Salah satu orangtua wali, Ade Kumala Sari (43), mengeluhkan nilai putrinya yang mendaftar lewat jalur kompetensi kepemimpinan (mantan Ketua OSIS SMPN 2 Babelan), mendadak menyusut drastis sebanyak 51 poin pada Kamis (4/6/2026) pagi.

“Yang saya pertanyakan, kenapa nilai anak saya bisa dipotong sampai 51 poin, dari 368,08 menjadi 317,08 dan akhirnya keluar dari kuota. Kami hanya mendapat penjelasan lisan bahwa sistem sedang *maintenance*,” ujar Ade di lokasi.

Ade menilai, argumen pemeliharaan jaringan (maintenance) tersebut janggal dan tidak logis.
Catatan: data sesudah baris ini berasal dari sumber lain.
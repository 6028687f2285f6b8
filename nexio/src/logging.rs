// Copyright (c) 2026 nexio contributors. Licensed under Apache License, Version 2.0.

//! Structured logging setup for embedders who don't already run their own
//! `tracing` subscriber. Every context-lifecycle event, reactor dispatch, and
//! operation completion is instrumented with [`tracing`] spans and events; this
//! module only wires up where they go.

use tracing_subscriber::{layer::SubscriberExt, util::SubscriberInitExt, EnvFilter};

/// Whether [`init`] installs a process-wide subscriber or one scoped to the calling
/// thread.
///
/// Thread-local scope is primarily useful in tests, where multiple test threads
/// might otherwise race to set the global default.
#[derive(Debug, Clone, Copy, PartialEq, Eq, Default)]
pub enum Scope {
    /// Set via [`tracing::subscriber::set_global_default`]. Can only be done once
    /// per process.
    #[default]
    Global,
    /// Set via [`tracing::subscriber::set_default`], active only on this thread for
    /// the lifetime of the returned guard.
    ThreadLocal,
}

/// Initializes a compact, unfiltered-by-default `tracing` subscriber writing to
/// stderr. The filter can be overridden with the `NEXIO_LOG` environment variable
/// (falls back to `info` when unset or invalid).
///
/// Returns a [`tracing::dispatcher::DefaultGuard`] when `scope` is
/// [`Scope::ThreadLocal`]; drop it to restore the previous subscriber for that
/// thread. Returns `None` for [`Scope::Global`].
pub fn init(scope: Scope) -> Option<tracing::dispatcher::DefaultGuard> {
    let filter = EnvFilter::try_from_env("NEXIO_LOG").unwrap_or_else(|_| EnvFilter::new("info"));
    let fmt_layer = tracing_subscriber::fmt::layer()
        .compact()
        .with_target(false)
        .with_thread_ids(true);

    let registry = tracing_subscriber::registry().with(filter).with(fmt_layer);
    match scope {
        Scope::Global => {
            registry.init();
            None
        }
        Scope::ThreadLocal => Some(registry.set_default()),
    }
}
Pasalnya, saat nilai putrinya terjun bebas, terdapat calon siswa lain dari sekolah yang sama yang sebelumnya sudah tereliminasi di papan bawah, mendadak kembali masuk ke dalam zona kuota penerimaan.

“Teman anak saya yang sebelumnya sudah tidak masuk klasemen tiba-tiba pagi ini masuk lagi ke dalam kuota. Ini yang membuat kami bingung dan meminta penjelasan yang jelas,” kata Ade menambahkan.
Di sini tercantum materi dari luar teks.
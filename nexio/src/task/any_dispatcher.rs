// Copyright (c) 2026 nexio contributors. Licensed under Apache License, Version 2.0.

use std::task::{RawWaker, RawWakerVTable, Waker};

/// The type-erased form of a task's scheduling handle: a `(data, vtable)` pair, the
/// same shape [`RawWaker`] itself uses. Every [`Waker`] built for a spawned task (see
/// `header::make_waker`) is constructed through one of these rather than calling
/// `RawWaker::new` directly at the call site, so the erasure has one named type
/// instead of being implicit in a pointer and a `&'static VTABLE`.
///
/// Two handles compare equal iff they point at the same underlying task - `data` is
/// the only part of the pair that identifies *which* task a waker belongs to, the
/// vtable is shared by every task in the crate.
#[derive(Clone, Copy)]
pub struct AnyDispatcher {
    data: *const (),
    vtable: &'static RawWakerVTable,
}

impl AnyDispatcher {
    pub(crate) fn new(data: *const (), vtable: &'static RawWakerVTable) -> Self {
        Self { data, vtable }
    }

    /// Builds the `Waker` this handle describes.
    ///
    /// # Safety
    ///
    /// `data` must be a valid pointer for `vtable`'s clone/wake/wake-by-ref/drop
    /// functions, under the same contract `RawWaker::new` itself documents.
    pub(crate) unsafe fn into_waker(self) -> Waker {
        unsafe { Waker::from_raw(RawWaker::new(self.data, self.vtable)) }
    }
}

impl PartialEq for AnyDispatcher {
    fn eq(&self, other: &Self) -> bool {
        std::ptr::eq(self.data, other.data)
    }
}

impl Eq for AnyDispatcher {}

impl std::fmt::Debug for AnyDispatcher {
    fn fmt(&self, f: &mut std::fmt::Formatter<'_>) -> std::fmt::Result {
        f.debug_struct("AnyDispatcher").field("data", &self.data).finish()
    }
}

// SAFETY: `AnyDispatcher` is just a pointer and a `&'static` vtable reference; it
// carries no borrowed data of its own and every vtable function used with it
// (`waker_clone`/`waker_wake`/...) is itself `Send + Sync` safe, matching the
// contract `Waker` already relies on.
unsafe impl Send for AnyDispatcher {}
unsafe impl Sync for AnyDispatcher {}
Bukan hanya masalah fluktuasi nilai yang misterius, validitas linimasa (timeline) SPMB juga disorot. Sesuai jadwal operasional, tahapan verifikasi dan validasi berkas seharusnya ditutup total pada Selasa (2/6/2026) pukul 23.59 WIB. Namun, aktivitas verifikasi data baru terpantau masih berjalan di sistem hingga Rabu (3/6/2026) malam.
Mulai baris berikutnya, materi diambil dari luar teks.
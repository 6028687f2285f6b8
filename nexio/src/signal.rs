// Copyright (c) 2026 nexio contributors. Licensed under Apache License, Version 2.0.

//! Process-wide signal delivery. Signals aren't file descriptors owned by any one
//! [`ExecutionContext`](crate::context::ExecutionContext) - a `SIGINT` is delivered to
//! the process, not to a reactor - so this module keeps its own singleton registry and
//! a dedicated OS thread, independent of any context's reactor, and routes delivery to
//! waiters through their own [`Dispatcher`]s.

use crate::context::{Dispatcher, Runnable};
use crate::error::{Error, Result};
use crate::stop_token::{clear_stop_registration, CallbackHandle, StopToken};
use rustc_hash::FxHashMap;
use std::future::Future;
use std::pin::Pin;
use std::sync::atomic::{AtomicBool, Ordering};
use std::sync::{Arc, Mutex, OnceLock};
use std::task::{Context, Poll, Waker};

struct Waiter {
    dispatcher: Dispatcher,
    waker: Waker,
}

#[derive(Default)]
struct SignalRegistry {
    waiters: FxHashMap<i32, Vec<Waiter>>,
    pending: FxHashMap<i32, bool>,
}

static REGISTRY: OnceLock<Mutex<SignalRegistry>> = OnceLock::new();
static THREAD_STARTED: OnceLock<()> = OnceLock::new();

fn registry() -> &'static Mutex<SignalRegistry> {
    REGISTRY.get_or_init(|| Mutex::new(SignalRegistry::default()))
}

#[cfg(unix)]
fn ensure_delivery_thread() {
    THREAD_STARTED.get_or_init(|| {
        std::thread::Builder::new()
            .name("nexio-signal".into())
            .spawn(delivery_loop)
            .expect("failed to spawn signal delivery thread");
    });
}

#[cfg(unix)]
fn delivery_loop() {
    use signal_hook::iterator::Signals;
    // Re-registering the same signal number from a second `SignalWait` just adds a
    // waiter to the existing entry; the OS-level hook for a given number is installed
    // exactly once, the first time it is seen.
    let mut known: Vec<i32> = Vec::new();
    let mut signals: Option<Signals> = None;
    loop {
        let wanted = registry().lock().unwrap_or_else(std::sync::PoisonError::into_inner).waiters.keys().copied().collect::<Vec<_>>();
        let mut new_numbers: Vec<i32> = wanted.iter().filter(|n| !known.contains(n)).copied().collect();
        if !new_numbers.is_empty() || signals.is_none() {
            known.append(&mut new_numbers);
            if known.is_empty() {
                std::thread::sleep(std::time::Duration::from_millis(50));
                continue;
            }
            signals = Signals::new(&known).ok();
        }
        let Some(sigs) = signals.as_mut() else {
            std::thread::sleep(std::time::Duration::from_millis(50));
            continue;
        };
        for signum in sigs.pending() {
            deliver(signum);
        }
        std::thread::sleep(std::time::Duration::from_millis(10));
    }
}

#[cfg(not(unix))]
fn ensure_delivery_thread() {}

fn deliver(signum: i32) {
    tracing::debug!(signum, "delivering signal");
    let mut reg = registry().lock().unwrap_or_else(std::sync::PoisonError::into_inner);
    let waiters = reg.waiters.remove(&signum).unwrap_or_default();
    if waiters.is_empty() {
        reg.pending.insert(signum, true);
    }
    drop(reg);
    for waiter in waiters {
        let waker = waiter.waker;
        waiter.dispatcher.dispatch(Runnable::new(move || waker.wake()));
    }
}

/// An awaitable that resolves the next time the process receives a particular signal.
///
/// Cheap to create; one `SignalWait` can be awaited repeatedly, each call observing the
/// next occurrence of the signal after the previous one resolved.
#[derive(Debug, Clone)]
pub struct SignalWait {
    dispatcher: Dispatcher,
    signum: i32,
    cleared: Arc<AtomicBool>,
}

impl SignalWait {
    /// Begins watching for `signum` (one of the `signal_hook::consts::SIG*` constants
    /// on unix; unsupported on other platforms, see module docs).
    #[must_use]
    pub fn new(dispatcher: &Dispatcher, signum: i32) -> Self {
        ensure_delivery_thread();
        Self {
            dispatcher: dispatcher.clone(),
            signum,
            cleared: Arc::new(AtomicBool::new(false)),
        }
    }

    /// Stops watching. A wait already suspended in [`Wait::poll`] is woken and
    /// resolves with [`Error::Canceled`] rather than being left to hang forever; no
    /// further deliveries are observed after that.
    pub fn cancel(&self) {
        self.cleared.store(true, Ordering::Release);
        let mut reg = registry().lock().unwrap_or_else(std::sync::PoisonError::into_inner);
        let removed = if let Some(list) = reg.waiters.get_mut(&self.signum) {
            let (stay, gone): (Vec<_>, Vec<_>) =
                std::mem::take(list).into_iter().partition(|w| !Arc::ptr_eq(&self.dispatcher.inner, &w.dispatcher.inner));
            *list = stay;
            gone
        } else {
            Vec::new()
        };
        drop(reg);
        for waiter in removed {
            tracing::trace!("waking signal waiter for canceled watch");
            waiter.waker.wake();
        }
    }

    /// Awaits the next delivery of this signal.
    #[must_use]
    pub fn wait(&self) -> Wait<'_> {
        Wait {
            watch: self,
            stop: None,
            stop_handle: None,
        }
    }
}

/// Future returned by [`SignalWait::wait`].
#[derive(Debug)]
pub struct Wait<'a> {
    watch: &'a SignalWait,
    stop: Option<StopToken>,
    stop_handle: Option<CallbackHandle>,
}

impl<'a> Wait<'a> {
    /// Makes the wait resolve with [`Error::Canceled`] as soon as `stop` fires.
    #[must_use]
    pub fn with_stop(mut self, stop: StopToken) -> Self {
        self.stop = Some(stop);
        self
    }
}

impl Future for Wait<'_> {
    type Output = Result<()>;

    fn poll(self: Pin<&mut Self>, cx: &mut Context<'_>) -> Poll<Self::Output> {
        let this = self.get_mut();
        if let Some(stop) = &this.stop {
            if stop.is_stopped() {
                return Poll::Ready(Err(Error::Canceled));
            }
            if this.stop_handle.is_none() {
                let waker = cx.waker().clone();
                this.stop_handle = Some(stop.register(move || waker.wake()));
            }
        }
        if this.watch.cleared.load(Ordering::Acquire) {
            clear_stop_registration(&this.stop, &mut this.stop_handle);
            return Poll::Ready(Err(Error::Canceled));
        }
        let mut reg = registry().lock().unwrap_or_else(std::sync::PoisonError::into_inner);
        if let Some(was_pending) = reg.pending.get_mut(&this.watch.signum) {
            if *was_pending {
                *was_pending = false;
                drop(reg);
                clear_stop_registration(&this.stop, &mut this.stop_handle);
                tracing::trace!(signum = this.watch.signum, "signal wait resolved from pending delivery");
                return Poll::Ready(Ok(()));
            }
        }
        reg.waiters.entry(this.watch.signum).or_default().push(Waiter {
            dispatcher: this.watch.dispatcher.clone(),
            waker: cx.waker().clone(),
        });
        Poll::Pending
    }
}

#[cfg(all(test, unix))]
mod tests {
    use super::*;
    use crate::context::{Config, ExecutionContext};

    #[test]
    fn cancel_before_delivery_resolves_canceled() {
        let ctx = ExecutionContext::new(Config::default());
        let dispatcher = ctx.dispatcher();
        let watch = SignalWait::new(&dispatcher, signal_hook::consts::SIGUSR1);
        watch.cancel();
        let waker = noop_waker();
        let mut cx = Context::from_waker(&waker);
        let mut wait = watch.wait();
        assert!(matches!(Pin::new(&mut wait).poll(&mut cx), Poll::Ready(Err(Error::Canceled))));
    }

    fn noop_waker() -> Waker {
        use std::task::{RawWaker, RawWakerVTable};
        fn no_op(_: *const ()) {}
        fn clone(_: *const ()) -> RawWaker {
            RawWaker::new(std::ptr::null(), &VTABLE)
        }
        static VTABLE: RawWakerVTable = RawWakerVTable::new(clone, no_op, no_op, no_op);
        unsafe { Waker::from_raw(RawWaker::new(std::ptr::null(), &VTABLE)) }
    }
}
“Saya memantau sistem sejak subuh sampai sore hari tidak ada perubahan. Tetapi setelah magrib muncul lagi verifikasi baru. Padahal jadwalnya sudah masuk masa uji kompetensi dan sanggah. Kalau begitu, untuk apa ada timeline kalau pelaksanaannya tidak sesuai?” ungkap perempuan yang juga berprofesi sebagai guru tersebut.

Ade mengingatkan, bahwa ketidakkonsistenan panitia dalam mengelola data SPMB, berisiko merusak kondisi psikologis anak-anak yang telah berjuang secara jujur melalui jalur prestasi. Ia menegaskan, pihak keluarga siap menerima kekalahan secara lapang dada, apabila persaingan berjalan secara sehat dan transparan.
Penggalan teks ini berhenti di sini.